Desperate to search for her father—whom she believes to be alive and who trained her to fight, hunt, and survive in the Wasteland—Rachel is frustrated at every turn: by the patriarchal nature of Baalboden society, which expects women to be weak and obedient; by the Commander’s terrible threats against those she loves, including her beloved surrogate grandfather Oliver, unless she can find a mysterious package supposedly hidden by her father; and by the kind but determined Logan, who has vowed to protect her and who has a secret plan of his own to rescue her father. Logan knows what it’s like to lose a parent. When he was six years old, his own mother was executed in front of him, and he was cast out of society to fend for himself. “We move past the ridiculous wealth of Center Square, where multistoried homes gleam beneath the warmth of lanterns hung at their doorways, and no one inside knows what it’s like to go hungry,” he says. “When I was a boy, lonely and wild, I used to walk Center Square at night, imagining the perfect lives of the families who lived inside such beauty and wishing I belonged with one of them. That was before Oliver and Jared reached out to me, and I learned that true family is found in those who choose you.”

In Pizza, Love, and Other Stuff That Made Me Famous (Henry Holt, 240 pages, $16.99), three-time YA author Kathryn Williams turns to reality television for her source material.

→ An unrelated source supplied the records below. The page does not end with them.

#[cfg(test)]
mod tests {
    use super::*;
    use dpp_pipeline::{
        ChannelBinding, Context, EmissionMode, FilterRegistry as Registry, GraphBinding, Node,
        PipelineDef, Rgb, Setup, Stage,
    };
    use dpp_wire::{DetectionMode, FlashMode};

    fn passthrough_config() -> (DppSpec, usize) {
        let pipeline = PipelineDef {
            name: "passthrough".to_string(),
            filters: vec![],
            stages: vec![Stage {
                from: Node::Channel {
                    label: "chan".to_string(),
                },
                to: Node::Graph {
                    label: "graph".to_string(),
                },
            }],
        };
        let spec = DppSpec {
            filters: vec![],
            pipelines: vec![pipeline],
            setup: vec![Setup {
                name: "s".to_string(),
                emission_mode: EmissionMode::Continuous,
                contexts: vec![Context {
                    pipeline: "passthrough".to_string(),
                    channels: vec![ChannelBinding {
                        label: "chan".to_string(),
                        channel_index: 0,
                    }],
                    graphs: vec![GraphBinding {
                        label: "graph".to_string(),
                        display_name: "Channel 0".to_string(),
                        color: dpp_pipeline::ColorSpec::Rgb(Rgb { r: 0, g: 0, b: 0 }),
                    }],
                }],
            }],
        };
        (spec, 0)
    }

    fn user_config() -> UserConfig {
        UserConfig {
            source_configs: vec![],
            channel_configs: vec![],
            start: Start {
                detection_mode: DetectionMode::Reflective,
                flash_mode: FlashMode::Continuous,
                frequency: 100,
                led_mask: 0,
                src_mask: 1,
            },
        }
    }

    #[test]
    fn full_lifecycle_reaches_idle_again() {
        let (spec, setup_index) = passthrough_config();
        let registry = Registry::with_builtins();
        let mut controller = AcquisitionController::new();

        let frames = controller
            .start_acquisition(user_config(), &spec, setup_index, &registry)
            .expect("start_acquisition");
        assert!(matches!(frames.last(), Some(Message::Start(_))));
        assert_eq!(controller.state(), ControllerState::Active);

        let ticks = controller.push_samples(0, &[7, 8]).expect("push_samples");
        assert_eq!(ticks.len(), 2);
        assert_eq!(ticks[0][0].value, dpp_pipeline::Value::Unsigned(7));
        assert_eq!(ticks[1][0].value, dpp_pipeline::Value::Unsigned(8));

        let now = Instant::now();
        let abort = controller.stop(now).expect("stop");
        assert!(matches!(abort, Message::Abort));
        assert_eq!(controller.state(), ControllerState::Aborting);

        let event = controller.handle_response(Response {
            response_to: MessageType::Abort.to_val(),
            error_code: ErrorCode::Success,
        });
        assert_eq!(event, ControllerEvent::Aborted);
        assert_eq!(controller.state(), ControllerState::Idle);
    }

    #[test]
    fn cannot_start_while_active() {
        let (spec, setup_index) = passthrough_config();
        let registry = Registry::with_builtins();
        let mut controller = AcquisitionController::new();
        controller
            .start_acquisition(user_config(), &spec, setup_index, &registry)
            .expect("start_acquisition");

        let err = controller
            .start_acquisition(user_config(), &spec, setup_index, &registry)
            .expect_err("must reject a second start");
        assert!(matches!(err, ControllerError::InvalidState { .. }));
    }

    #[test]
    fn abort_timeout_forces_teardown() {
        let (spec, setup_index) = passthrough_config();
        let registry = Registry::with_builtins();
        let mut controller = AcquisitionController::new().with_abort_timeout(Duration::from_secs(1));
        controller
            .start_acquisition(user_config(), &spec, setup_index, &registry)
            .expect("start_acquisition");

        let t0 = Instant::now();
        controller.stop(t0).expect("stop");
        assert!(!controller.check_abort_timeout(t0));
        assert!(controller.check_abort_timeout(t0 + Duration::from_secs(2)));
        assert_eq!(controller.state(), ControllerState::Idle);
    }

    #[test]
    fn non_success_response_is_reported_but_not_fatal() {
        let (spec, setup_index) = passthrough_config();
        let registry = Registry::with_builtins();
        let mut controller = AcquisitionController::new();
        controller
            .start_acquisition(user_config(), &spec, setup_index, &registry)
            .expect("start_acquisition");

        let event = controller.handle_response(Response {
            response_to: MessageType::SourceConfig.to_val(),
            error_code: ErrorCode::OutOfRange,
        });
        assert_eq!(
            event,
            ControllerEvent::ResponseError {
                response_to: MessageType::SourceConfig.to_val(),
                error_code: ErrorCode::OutOfRange,
            }
        );
        assert_eq!(controller.state(), ControllerState::Active);
    }

    #[test]
    fn unconfigured_channel_is_rejected() {
        let (spec, setup_index) = passthrough_config();
        let registry = Registry::with_builtins();
        let mut controller = AcquisitionController::new();
        controller
            .start_acquisition(user_config(), &spec, setup_index, &registry)
            .expect("start_acquisition");

        let err = controller.push_samples(5, &[1]).expect_err("must reject");
        assert!(matches!(
            err,
            ControllerError::UnconfiguredChannel { channel: 5 }
        ));
    }
}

Sixteen-year-old Sophie Nicolaides has been working in her father’s Greek-Italian family restaurant in Washington, D.C., since she was ten years old. At first she is skeptical when her best friend, Alex Underhill, brings her an application for Teen Test Kitchen, a reality show for aspiring teen chefs, and insists that she try out. But if there’s one thing Sophie loves, it’s cooking: her dream is to open a restaurant of her own featuring more sophisticated fare than the traditional Mediterranean dishes of her dad’s Taverna Ristorante, and the competition just might be her ticket to meet famous chefs and be discovered.

As Alex explains, “Here’s the plan: You get on Teen Test Kitchen. You showcase your sparkling wit, general fabulosity, and near-genius abilities with food. You win over America. You open your own restaurant in New York, and you hire yours truly as general manager.” But first Sophie must convince her traditional Greek father to let her go to California alone for seven weeks of cooking classes and cook-offs at the National Culinary Academy in the Napa Valley. And then she has to figure out how to stand out in a room full of excellent young chefs while cameras and microphones record her every misstep. Sophie fears it could be a recipe for disaster.

Naturally Pizza, Love, and Other Stuff That Made Me Famous provides actual recipes, too: adventurous readers can try their hands at some of the dishes Sophie makes, including Rosemary Lamb Chops with Spinach and White Bean Ragout and Lobster Ravioli with Champagne Cream Sauce. Despite the unwieldy title, Sophie’s kitchen adventures make for a light, enjoyable read that doesn’t take itself too seriously: a soufflé of fun for food-loving readers twelve and up.